Figure 1.

A, Experimental setup: three skull openings (red ovals) were made. A small burr hole was made over the left frontal cortex to elicit a single CSD event using a pinprick (PP) stimulation. Meningeal afferent activity was recorded in the left trigeminal ganglion (TG) using a tungsten microelectrode inserted through a craniotomy made over the contralateral hemisphere. An ipsilateral craniotomy was made to expose a part of the left transverse sinus (TS) and superior sagittal sinus (SSS) and their vicinity to search for mechanosensitive meningeal afferents. Quantitative mechanical stimuli were delivered to the receptive field of afferents using a feedback-controlled mechanical stimulator. A Laser Doppler Flowmeter (LDF) probe was placed over the cortex near the receptive field of afferents to record changes in CBF and validate the induction of CSD noninvasively. In some animals, we also recorded the induction of CSD by monitoring multiunit activity (MUA) of cortical neurons.
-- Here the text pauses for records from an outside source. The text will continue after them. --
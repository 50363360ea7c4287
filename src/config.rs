//! Loading rule tables from external configuration.
//!
//! The rule table is domain data maintained outside the engine: the formats
//! here deserialize into raw shadow types first, then pass through the same
//! fallible compilation as hand-built rule sets, so a typo in a config file
//! produces the same [`ConfigError`] diagnostics as a typo in code.
//!
//! ```yaml
//! groups:
//!   - rules:
//!       - selector: "/HPXML/Building"
//!         expect: { one_of: [1] }
//!   - context: "/HPXML/Building/Attics/Attic"
//!     rules:
//!       - selector: "Roofs/Roof"
//!         expect: { one_of: [1] }
//!       - selector: "Floors/Floor"
//!         expect: skip
//! fraction_sums:
//!   - label: "FractionCoolLoadServed"
//!     selectors: ["/HPXML/Building/Systems/CoolingSystem/FractionCoolLoadServed"]
//!     tolerance: 0.001
//! ```

use serde::Deserialize;

use crate::aggregate::{FractionSumCheck, DEFAULT_TOLERANCE};
use crate::cardinality::Cardinality;
use crate::errors::ConfigError;
use crate::report::Validator;
use crate::ruleset::RuleSet;

#[derive(Debug, Deserialize)]
#[serde(deny_unknown_fields)]
struct RawTable {
    #[serde(default)]
    groups: Vec<RawGroup>,
    #[serde(default)]
    fraction_sums: Vec<RawFractionSum>,
}

#[derive(Debug, Deserialize)]
#[serde(deny_unknown_fields)]
struct RawGroup {
    #[serde(default)]
    context: Option<String>,
    rules: Vec<RawRule>,
}

#[derive(Debug, Deserialize)]
#[serde(deny_unknown_fields)]
struct RawRule {
    selector: String,
    expect: RawCardinality,
}

#[derive(Debug, Deserialize)]
#[serde(rename_all = "snake_case")]
enum RawCardinality {
    OneOf(Vec<usize>),
    AtLeastOne,
    Skip,
}

#[derive(Debug, Deserialize)]
#[serde(deny_unknown_fields)]
struct RawFractionSum {
    label: String,
    selectors: Vec<String>,
    #[serde(default = "default_tolerance")]
    tolerance: f64,
}

fn default_tolerance() -> f64 {
    DEFAULT_TOLERANCE
}

impl Validator {
    /// Loads and compiles a rule table from YAML.
    pub fn from_yaml(text: &str) -> Result<Self, ConfigError> {
        let raw: RawTable =
            serde_yaml::from_str(text).map_err(|e| ConfigError::Decode(e.to_string()))?;
        compile(raw)
    }

    /// Loads and compiles a rule table from JSON.
    pub fn from_json(text: &str) -> Result<Self, ConfigError> {
        let raw: RawTable =
            serde_json::from_str(text).map_err(|e| ConfigError::Decode(e.to_string()))?;
        compile(raw)
    }
}

fn compile(raw: RawTable) -> Result<Validator, ConfigError> {
    let mut builder = RuleSet::builder();
    for group in raw.groups {
        let rules = group
            .rules
            .into_iter()
            .map(|rule| {
                let expected = compile_cardinality(&rule.selector, rule.expect)?;
                Ok((rule.selector, expected))
            })
            .collect::<Result<Vec<_>, ConfigError>>()?;
        let configure = |g: &mut crate::ruleset::GroupBuilder| {
            for (selector, expected) in rules {
                g.require(selector, expected);
            }
        };
        builder = match group.context {
            Some(context) => builder.conditional(context, configure),
            None => builder.unconditional(configure),
        };
    }
    let mut validator = Validator::new(builder.build()?);
    for sum in raw.fraction_sums {
        let check = FractionSumCheck::new(sum.label, sum.selectors.iter().map(String::as_str))?
            .with_tolerance(sum.tolerance);
        validator = validator.with_fraction_sum(check);
    }
    Ok(validator)
}

fn compile_cardinality(selector: &str, raw: RawCardinality) -> Result<Cardinality, ConfigError> {
    match raw {
        RawCardinality::OneOf(counts) => {
            Cardinality::one_of(counts).ok_or_else(|| ConfigError::EmptyCardinality {
                selector: selector.to_string(),
            })
        }
        RawCardinality::AtLeastOne => Ok(Cardinality::at_least_one()),
        RawCardinality::Skip => Ok(Cardinality::skip()),
    }
}
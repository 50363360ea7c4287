//! Configuration diagnostics.
//!
//! Business-rule failures are *data* ([`crate::report::Violation`]) and are
//! returned in the violation list, never raised. The errors here are the
//! fatal class: authoring mistakes in the trusted, static rule table. They
//! surface when a rule set or aggregate check is compiled, before any
//! document is examined, so a half-evaluated result can never be produced
//! from an ambiguous rule table.

use miette::{Diagnostic, NamedSource, SourceSpan};
use thiserror::Error;

/// Fatal rule-table authoring errors.
#[derive(Debug, Error, Diagnostic)]
pub enum ConfigError {
    /// A selector in the rule table failed to parse. Carries the selector
    /// text as a miette source so the offending position renders inline.
    #[error("malformed selector: {selector}")]
    #[diagnostic(
        code(cardinal::selector::malformed),
        help("selectors are path segments with optional [bracket] predicates, e.g. Wall[Siding='stucco']/Insulation")
    )]
    MalformedSelector {
        selector: String,
        #[source_code]
        src: NamedSource<String>,
        #[label("{reason}")]
        span: SourceSpan,
        reason: String,
    },

    /// A selector parsed, but its form is not legal in the position it was
    /// used (e.g. `sum(...)` as a cardinality rule).
    #[error("selector `{selector}` cannot be used as {role}")]
    #[diagnostic(code(cardinal::selector::not_allowed))]
    SelectorNotAllowed { selector: String, role: &'static str },

    /// An exact-count cardinality was given an empty set of permitted
    /// counts, which would reject every document.
    #[error("exact cardinality for `{selector}` has an empty set of permitted counts")]
    #[diagnostic(code(cardinal::cardinality::empty))]
    EmptyCardinality { selector: String },

    /// A serialized rule table could not be decoded at all.
    #[error("cannot decode rule table: {0}")]
    #[diagnostic(code(cardinal::config::decode))]
    Decode(String),
}

impl ConfigError {
    pub(crate) fn malformed(
        selector: &str,
        span: impl Into<SourceSpan>,
        reason: impl Into<String>,
    ) -> Self {
        ConfigError::MalformedSelector {
            selector: selector.to_string(),
            src: NamedSource::new("selector", selector.to_string()),
            span: span.into(),
            reason: reason.into(),
        }
    }
}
An oxygen microelectrode was placed in the superficial cortex to record CSD-evoked changes in cortical tpO₂. B, Example of raw data recording depicting the activation of a C afferent meningeal afferent (with an overdrawn spike waveform used for data analysis) following the elicitation of CSD with a PP during the prolonged reduction in CBF and tpO₂. The afferent recording trace represents a peristimulus time histogram (1 s bin-size). Average ongoing activity rate (spikes/s) are denoted in parentheses. The activation phase and associated cortical hypoperfusion and reduced tpO₂ are colored red. LDF values are in arbitrary units (AU). stim, Stimulus.